Dive Brief:
- Ally Financial is partnering with Mastercard’s Vyze to enter the retail point-of-sale lending space, the bank announced Tuesday in a press release.
- Ally will offer installment loans on retail purchases between $500 and $40,000 with interest rates ranging from 9.99% to 26.99%. Monthly fixed-rate installment loans will range from six to 60 months, the company said.
- Ally abandoned its credit card model last year to expand into point-of-sale lending when it bought Health Credit Services, a company that offered unsecured loans to finance medical procedures. The bank rebranded that partnership as Ally Lending.
Dive Insight:
Upon acquiring Health Credit Services, Ally CEO Jeffrey Brown said he wanted to apply that business's point-of-sale lending capabilities to other retail sectors. CFO Jennifer LaClair expressed the company's excitement last year at entering the point-of-sale space, citing an 18% to 20% annual growth rate. Outstanding balances on unsecured personal loans have jumped nearly 60% over the past four years to $138 billion, credit bureau TransUnion reported.

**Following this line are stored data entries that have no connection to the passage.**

//! Geometry module - tetromino cell offsets
//!
//! Every shape has four fixed rotation states stored in one static table
//! indexed by `[shape][rotation]`. No rotation matrices are computed at
//! runtime, so there is no rounding or pivot parity to get wrong at the
//! board edges.
//!
//! Offsets are (x, y) relative to the piece anchor. The vertical I states
//! reach one row above the anchor, which is why an I piece cannot be rotated
//! while it sits on row 0.

use crate::types::{Position, Rotation, Shape};

/// Offsets of the four cells of a piece relative to its anchor
pub type ShapeCells = [Position; 4];

const fn p(x: i8, y: i8) -> Position {
    Position::new(x, y)
}

/// `SHAPE_TABLE[shape.index()][rotation.index()]`
static SHAPE_TABLE: [[ShapeCells; 4]; 7] = [
    // I
    [
        [p(0, 0), p(1, 0), p(2, 0), p(3, 0)],
        [p(2, -1), p(2, 0), p(2, 1), p(2, 2)],
        [p(0, 1), p(1, 1), p(2, 1), p(3, 1)],
        [p(1, -1), p(1, 0), p(1, 1), p(1, 2)],
    ],
    // O
    [
        [p(0, 0), p(1, 0), p(0, 1), p(1, 1)],
        [p(0, 0), p(1, 0), p(0, 1), p(1, 1)],
        [p(0, 0), p(1, 0), p(0, 1), p(1, 1)],
        [p(0, 0), p(1, 0), p(0, 1), p(1, 1)],
    ],
    // T
    [
        [p(1, 0), p(0, 1), p(1, 1), p(2, 1)],
        [p(1, 0), p(1, 1), p(2, 1), p(1, 2)],
        [p(0, 1), p(1, 1), p(2, 1), p(1, 2)],
        [p(1, 0), p(0, 1), p(1, 1), p(1, 2)],
    ],
    // S
    [
        [p(1, 0), p(2, 0), p(0, 1), p(1, 1)],
        [p(1, 0), p(1, 1), p(2, 1), p(2, 2)],
        [p(1, 1), p(2, 1), p(0, 2), p(1, 2)],
        [p(0, 0), p(0, 1), p(1, 1), p(1, 2)],
    ],
    // Z
    [
        [p(0, 0), p(1, 0), p(1, 1), p(2, 1)],
        [p(2, 0), p(1, 1), p(2, 1), p(1, 2)],
        [p(0, 1), p(1, 1), p(1, 2), p(2, 2)],
        [p(1, 0), p(0, 1), p(1, 1), p(0, 2)],
    ],
    // J
    [
        [p(0, 0), p(0, 1), p(1, 1), p(2, 1)],
        [p(1, 0), p(2, 0), p(1, 1), p(1, 2)],
        [p(0, 1), p(1, 1), p(2, 1), p(2, 2)],
        [p(1, 0), p(1, 1), p(0, 2), p(1, 2)],
    ],
    // L
    [
        [p(2, 0), p(0, 1), p(1, 1), p(2, 1)],
        [p(1, 0), p(1, 1), p(1, 2), p(2, 2)],
        [p(0, 1), p(1, 1), p(2, 1), p(0, 2)],
        [p(0, 0), p(1, 0), p(1, 1), p(1, 2)],
    ],
];

/// Get the cell offsets for a shape in a given rotation state
#[inline]
pub fn shape_cells(shape: Shape, rotation: Rotation) -> ShapeCells {
    SHAPE_TABLE[shape.index()][rotation.index()]
}

/// Get the cell offsets for a shape and any rotation index (taken modulo 4)
pub fn offsets(shape: Shape, rotation: u32) -> ShapeCells {
    shape_cells(shape, Rotation::from_index(rotation))
}

#[cfg(test)]
mod tests {
    use super::*;

    #[test]
    fn every_state_has_four_distinct_cells() {
        for shape in Shape::ALL {
            for r in 0..4 {
                let cells = offsets(shape, r);
                for i in 0..4 {
                    for j in i + 1..4 {
                        assert_ne!(cells[i], cells[j], "{:?} rot {} repeats a cell", shape, r);
                    }
                }
            }
        }
    }

    #[test]
    fn rotation_index_is_taken_modulo_four() {
        for shape in Shape::ALL {
            for r in 0..4 {
                assert_eq!(offsets(shape, r), offsets(shape, r + 4));
                assert_eq!(offsets(shape, r), offsets(shape, r + 400));
            }
        }
    }

    #[test]
    fn o_shape_is_rotation_invariant() {
        let north = shape_cells(Shape::O, Rotation::North);
        for rotation in [Rotation::East, Rotation::South, Rotation::West] {
            assert_eq!(shape_cells(Shape::O, rotation), north);
        }
    }

    #[test]
    fn vertical_i_reaches_above_anchor() {
        assert!(offsets(Shape::I, 1).iter().any(|c| c.y < 0));
        assert!(offsets(Shape::I, 3).iter().any(|c| c.y < 0));
        assert!(offsets(Shape::I, 0).iter().all(|c| c.y == 0));
    }

    #[test]
    fn spawn_states_touch_row_zero() {
        for shape in Shape::ALL {
            assert!(
                offsets(shape, 0).iter().any(|c| c.y == 0),
                "{:?} spawn state has no cell on the anchor row",
                shape
            );
        }
    }
}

Ally, like Vyze, is banking that younger consumers, who may find credit cards hard to get or unpredictable, will favor point-of-sale lending's fixed monthly installments. Nearly three-quarters of retail customers surveyed by Business Insider last year said installments helped with budgeting. Further, 70% said installments eased the stress of making a large purchase. The company is banking, too, that the model results in increased sales for merchants.
"Mastercard's deep experience in global payment and technology positions Vyze as a leader in the point-of-sale lending market," Hans Zandhuis, head of Ally Lending, said in Tuesday's release. "Together, our partnership gives merchants, who want to offer consumers trusted and stable installment loan options, a powerful, digital option."